9.14  Es wird grundsätzlich vor dem Einsatz von Daten im Rahmen von Dialogmarketingleistungen im Verbraucherbereich ein Abgleich mit der Robinsonliste empfohlen, die beim DDV geführt wird (www.ichhabediewahl.de).

 

10.    Gefahrübergang, Versand

10.1  Sofern nicht schriftlich anders vereinbart, ist stets Lieferung „ab Werk“ vereinbart.

10.2  Ein Versand erfolgt stets auf Rechnung und Gefahr des Auftraggebers. Dies gilt auch dann, wenn der Auftragnehmer den Transporteur auswählt oder den Versand mit eigenen Transportmitteln ausführt.

10.3  Verzögert sich der Versand aus Gründen, die der Auftraggeber zu vertreten hat, so geht die Gefahr mit Anzeige der Versandbereitschaft auf den Auftraggeber über.

 

11.    Schlussbestimmungen

11.1  Erfüllungsort ist der Sitz des Auftragnehmers.

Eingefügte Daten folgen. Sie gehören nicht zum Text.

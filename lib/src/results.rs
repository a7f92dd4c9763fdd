use crate::data::WordEntry;
use std::fmt;
use thiserror::Error;

/// Indicates that an error occurred while building a lexicon or query.
#[derive(Debug, Error)]
pub enum WordFinderError {
    /// Indicates that a word did not have exactly five letters. Contains the word's length.
    #[error("words must have exactly 5 letters, found a word with {0}")]
    WordLength(usize),
    /// Indicates that a letter position was outside of `1..=5`.
    #[error("letter positions must be between 1 and 5, got {0}")]
    InvalidPosition(usize),
    /// Indicates that the given name is not a known sort key.
    #[error("unknown sort key {0:?}, expected one of: freq, alpha, none")]
    UnknownSortKey(String),
    /// Indicates that the lexicon could not be read.
    #[error("failed to read the lexicon: {0}")]
    Io(#[from] std::io::Error),
}

/// The checks a word must pass to match a query, in the order they are evaluated.
#[derive(Debug, PartialEq, Eq, Clone, Copy, Hash)]
#[cfg_attr(feature = "serde", derive(serde::Serialize, serde::Deserialize))]
pub enum Check {
    /// The word must have the fixed letters of the pattern.
    Pattern,
    /// The word must not have a forbidden letter at a forbidden position.
    Antipattern,
    /// The word must contain every required letter.
    MustHave,
    /// The word must not contain any excluded letter.
    Excluded,
}

impl Check {
    /// Every check, in evaluation order.
    pub const ALL: [Check; 4] = [
        Check::Pattern,
        Check::Antipattern,
        Check::MustHave,
        Check::Excluded,
    ];
}

impl fmt::Display for Check {
    fn fmt(&self, f: &mut fmt::Formatter<'_>) -> fmt::Result {
        let name = match self {
            Check::Pattern => "pattern",
            Check::Antipattern => "antipattern",
            Check::MustHave => "must-have",
            Check::Excluded => "excluded",
        };
        f.write_str(name)
    }
}

/// The number of words rejected by each check.
#[derive(Debug, Default, PartialEq, Eq, Clone, Copy)]
#[cfg_attr(feature = "serde", derive(serde::Serialize, serde::Deserialize))]
pub struct RejectionCounts {
    pub pattern: usize,
    pub antipattern: usize,
    pub must_have: usize,
    pub excluded: usize,
}

impl RejectionCounts {
    /// Counts one more word as rejected by the given check.
    pub fn record(&mut self, check: Check) {
        *self.counter_mut(check) += 1;
    }

    /// Returns the number of words rejected by the given check.
    pub fn get(&self, check: Check) -> usize {
        match check {
            Check::Pattern => self.pattern,
            Check::Antipattern => self.antipattern,
            Check::MustHave => self.must_have,
            Check::Excluded => self.excluded,
        }
    }

    /// Returns the number of rejected words across all checks.
    pub fn total(&self) -> usize {
        self.pattern + self.antipattern + self.must_have + self.excluded
    }

    fn counter_mut(&mut self, check: Check) -> &mut usize {
        match check {
            Check::Pattern => &mut self.pattern,
            Check::Antipattern => &mut self.antipattern,
            Check::MustHave => &mut self.must_have,
            Check::Excluded => &mut self.excluded,
        }
    }
}

/// Statistics about a single search.
///
/// `scanned` always equals `matched` plus `rejected.total()`.
#[derive(Debug, Default, PartialEq, Eq, Clone, Copy)]
#[cfg_attr(feature = "serde", derive(serde::Serialize, serde::Deserialize))]
pub struct FilterStats {
    /// The number of lexicon entries that were considered.
    pub scanned: usize,
    /// The number of entries that matched the query.
    pub matched: usize,
    /// The rejected entries, counted by the first check each one failed.
    pub rejected: RejectionCounts,
}

/// The outcome of a search: the matching entries, in sorted order, plus statistics.
#[derive(Debug, Default, PartialEq, Clone)]
#[cfg_attr(feature = "serde", derive(serde::Serialize, serde::Deserialize))]
pub struct SearchResult {
    pub matches: Vec<WordEntry>,
    pub stats: FilterStats,
}

impl SearchResult {
    /// Returns at most `n` of the best matches.
    pub fn top(&self, n: usize) -> &[WordEntry] {
        &self.matches[..n.min(self.matches.len())]
    }

    /// Returns `true` iff nothing matched.
    pub fn is_empty(&self) -> bool {
        self.matches.is_empty()
    }

    /// Iterates over the matching words, in sorted order.
    pub fn words(&self) -> impl Iterator<Item = &str> {
        self.matches.iter().map(|entry| entry.word.as_ref())
    }
}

11.2  Es findet ausschließlich das Recht der Bundesrepublik Deutschland Anwendung. Die Anwendung des UN-Kaufrechts wird ausgeschlossen.

11.3  Gerichtsstand ist der Sitz des Auftragnehmers, wenn dieser Kaufmann ist und der Auftraggeber entweder den Status des Kaufmanns, der juristischen Person des öffentlichen Rechts oder eines öffentlich-rechtlichen Sondervermögens aufweist.

11.4  Sollten eine oder mehrere Klauseln dieser AGB unwirksam sein oder werden oder sollte der Vertrag eine Regelunglücke enthalten, bleibt die Wirksamkeit der übrigen Bestimmungen unberührt. An Stelle der unwirksamen oder fehlenden Bestimmungen treten die jeweiligen gesetzlichen Regelungen.